[Data for analysis — start]

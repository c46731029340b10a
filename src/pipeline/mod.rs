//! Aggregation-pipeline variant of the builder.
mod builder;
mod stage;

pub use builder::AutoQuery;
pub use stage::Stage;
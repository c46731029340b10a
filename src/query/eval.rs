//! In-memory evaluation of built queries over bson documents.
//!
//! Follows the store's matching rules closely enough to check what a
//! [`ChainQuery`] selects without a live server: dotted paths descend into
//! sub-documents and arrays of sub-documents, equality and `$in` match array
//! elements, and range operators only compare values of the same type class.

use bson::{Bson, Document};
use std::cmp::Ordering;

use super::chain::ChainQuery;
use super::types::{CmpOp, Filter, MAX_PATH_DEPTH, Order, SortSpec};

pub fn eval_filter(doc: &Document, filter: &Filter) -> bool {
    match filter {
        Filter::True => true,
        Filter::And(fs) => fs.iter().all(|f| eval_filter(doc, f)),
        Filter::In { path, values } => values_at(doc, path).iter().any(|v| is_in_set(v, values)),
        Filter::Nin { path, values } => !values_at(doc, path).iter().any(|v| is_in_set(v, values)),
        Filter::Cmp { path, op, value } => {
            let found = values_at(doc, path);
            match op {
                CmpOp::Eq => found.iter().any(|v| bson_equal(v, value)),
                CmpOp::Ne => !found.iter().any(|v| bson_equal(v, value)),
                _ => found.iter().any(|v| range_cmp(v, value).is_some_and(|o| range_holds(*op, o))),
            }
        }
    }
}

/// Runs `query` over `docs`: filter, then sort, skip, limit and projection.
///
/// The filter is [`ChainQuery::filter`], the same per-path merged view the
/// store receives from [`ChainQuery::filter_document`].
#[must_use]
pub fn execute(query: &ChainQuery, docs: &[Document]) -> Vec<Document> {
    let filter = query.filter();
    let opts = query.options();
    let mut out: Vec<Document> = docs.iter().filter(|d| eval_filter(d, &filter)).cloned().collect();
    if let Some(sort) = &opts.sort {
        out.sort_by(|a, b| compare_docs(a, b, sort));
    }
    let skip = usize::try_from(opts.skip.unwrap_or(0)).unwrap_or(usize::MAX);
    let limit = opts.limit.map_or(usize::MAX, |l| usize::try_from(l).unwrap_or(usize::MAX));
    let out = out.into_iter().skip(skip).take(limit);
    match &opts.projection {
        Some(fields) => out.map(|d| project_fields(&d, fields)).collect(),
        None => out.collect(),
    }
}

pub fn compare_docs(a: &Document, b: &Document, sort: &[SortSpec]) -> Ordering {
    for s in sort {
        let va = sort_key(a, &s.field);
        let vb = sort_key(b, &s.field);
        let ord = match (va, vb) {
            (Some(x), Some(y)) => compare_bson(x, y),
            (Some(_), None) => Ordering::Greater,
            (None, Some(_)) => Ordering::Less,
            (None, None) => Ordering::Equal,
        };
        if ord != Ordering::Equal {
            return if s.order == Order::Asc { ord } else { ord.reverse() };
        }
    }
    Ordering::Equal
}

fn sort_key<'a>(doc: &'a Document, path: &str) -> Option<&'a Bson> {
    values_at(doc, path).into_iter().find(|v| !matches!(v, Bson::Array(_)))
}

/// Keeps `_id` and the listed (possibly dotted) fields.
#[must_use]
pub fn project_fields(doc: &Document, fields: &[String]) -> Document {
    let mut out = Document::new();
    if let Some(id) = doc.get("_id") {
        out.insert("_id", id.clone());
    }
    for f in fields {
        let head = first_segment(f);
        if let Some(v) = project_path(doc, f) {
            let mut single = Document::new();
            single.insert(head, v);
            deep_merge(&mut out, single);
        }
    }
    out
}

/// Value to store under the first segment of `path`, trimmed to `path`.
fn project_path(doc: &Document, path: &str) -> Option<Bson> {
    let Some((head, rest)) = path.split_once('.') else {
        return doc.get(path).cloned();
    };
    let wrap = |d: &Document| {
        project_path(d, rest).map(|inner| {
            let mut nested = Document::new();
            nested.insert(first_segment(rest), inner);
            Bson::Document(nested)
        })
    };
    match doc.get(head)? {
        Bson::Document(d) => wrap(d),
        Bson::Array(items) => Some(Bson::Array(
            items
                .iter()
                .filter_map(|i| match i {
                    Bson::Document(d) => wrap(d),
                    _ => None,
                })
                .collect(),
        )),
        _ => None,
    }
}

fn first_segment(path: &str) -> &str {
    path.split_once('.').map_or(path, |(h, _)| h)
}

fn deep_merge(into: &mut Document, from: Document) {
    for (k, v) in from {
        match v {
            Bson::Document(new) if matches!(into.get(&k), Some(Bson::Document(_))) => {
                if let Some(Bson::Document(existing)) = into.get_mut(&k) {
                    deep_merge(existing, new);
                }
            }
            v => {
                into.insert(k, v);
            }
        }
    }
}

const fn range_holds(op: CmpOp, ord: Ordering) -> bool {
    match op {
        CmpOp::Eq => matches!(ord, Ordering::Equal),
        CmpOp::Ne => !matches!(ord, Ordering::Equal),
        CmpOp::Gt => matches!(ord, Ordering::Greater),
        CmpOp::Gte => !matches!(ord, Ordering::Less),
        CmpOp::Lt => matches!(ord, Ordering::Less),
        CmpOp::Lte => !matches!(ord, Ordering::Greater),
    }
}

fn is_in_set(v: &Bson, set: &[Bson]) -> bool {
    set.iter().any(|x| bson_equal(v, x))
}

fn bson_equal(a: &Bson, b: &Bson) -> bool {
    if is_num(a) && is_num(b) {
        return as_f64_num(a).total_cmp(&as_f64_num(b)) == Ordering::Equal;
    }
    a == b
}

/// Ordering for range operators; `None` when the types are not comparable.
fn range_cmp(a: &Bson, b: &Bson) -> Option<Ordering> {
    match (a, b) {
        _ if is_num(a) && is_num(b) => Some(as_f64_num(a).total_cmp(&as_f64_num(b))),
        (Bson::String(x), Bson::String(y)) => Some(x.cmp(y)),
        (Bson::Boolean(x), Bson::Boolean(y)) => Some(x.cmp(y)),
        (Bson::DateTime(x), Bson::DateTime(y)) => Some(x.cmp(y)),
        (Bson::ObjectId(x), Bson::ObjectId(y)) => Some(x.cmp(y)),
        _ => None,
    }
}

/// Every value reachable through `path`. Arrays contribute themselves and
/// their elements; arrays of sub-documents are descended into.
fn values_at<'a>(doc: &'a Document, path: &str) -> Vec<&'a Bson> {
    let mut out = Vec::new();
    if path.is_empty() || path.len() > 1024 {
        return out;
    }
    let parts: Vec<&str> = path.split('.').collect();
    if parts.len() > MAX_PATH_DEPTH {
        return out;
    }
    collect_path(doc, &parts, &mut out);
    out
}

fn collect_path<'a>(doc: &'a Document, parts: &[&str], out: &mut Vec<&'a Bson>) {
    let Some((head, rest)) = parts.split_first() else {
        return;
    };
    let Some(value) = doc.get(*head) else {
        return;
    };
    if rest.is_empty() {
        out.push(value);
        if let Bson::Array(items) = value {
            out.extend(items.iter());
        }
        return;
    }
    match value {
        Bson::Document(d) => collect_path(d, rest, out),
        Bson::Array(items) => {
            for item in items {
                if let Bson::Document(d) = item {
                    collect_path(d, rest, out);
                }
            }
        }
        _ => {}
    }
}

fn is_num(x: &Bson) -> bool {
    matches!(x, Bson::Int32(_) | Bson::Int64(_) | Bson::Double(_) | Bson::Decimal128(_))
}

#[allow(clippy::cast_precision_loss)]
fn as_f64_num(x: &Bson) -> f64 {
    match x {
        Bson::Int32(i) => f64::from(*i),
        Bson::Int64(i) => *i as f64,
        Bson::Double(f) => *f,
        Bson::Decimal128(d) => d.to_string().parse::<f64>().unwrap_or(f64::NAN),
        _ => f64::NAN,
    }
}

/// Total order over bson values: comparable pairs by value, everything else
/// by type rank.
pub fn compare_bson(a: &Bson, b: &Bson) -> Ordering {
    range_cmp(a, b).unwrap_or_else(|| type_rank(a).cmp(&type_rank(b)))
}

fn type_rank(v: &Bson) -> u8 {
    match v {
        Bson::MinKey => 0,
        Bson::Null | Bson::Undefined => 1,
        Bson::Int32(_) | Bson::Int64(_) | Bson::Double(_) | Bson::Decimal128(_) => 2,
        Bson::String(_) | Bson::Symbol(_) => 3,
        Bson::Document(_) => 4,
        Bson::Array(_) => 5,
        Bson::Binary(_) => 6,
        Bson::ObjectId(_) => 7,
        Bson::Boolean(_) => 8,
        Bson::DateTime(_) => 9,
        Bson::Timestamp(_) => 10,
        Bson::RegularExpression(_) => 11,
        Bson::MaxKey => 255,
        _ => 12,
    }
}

[Data for analysis — finish]

● Problem details: Lines containing the word "parts" are to be located in the entries and copied.

● Problem solution:
    let parts: Vec<&str> = path.split('.').collect();
    if parts.len() > MAX_PATH_DEPTH {
    collect_path(doc, &parts, &mut out);
fn collect_path<'a>(doc: &'a Document, parts: &[&str], out: &mut Vec<&'a Bson>) {
    let Some((head, rest)) = parts.split_first() else {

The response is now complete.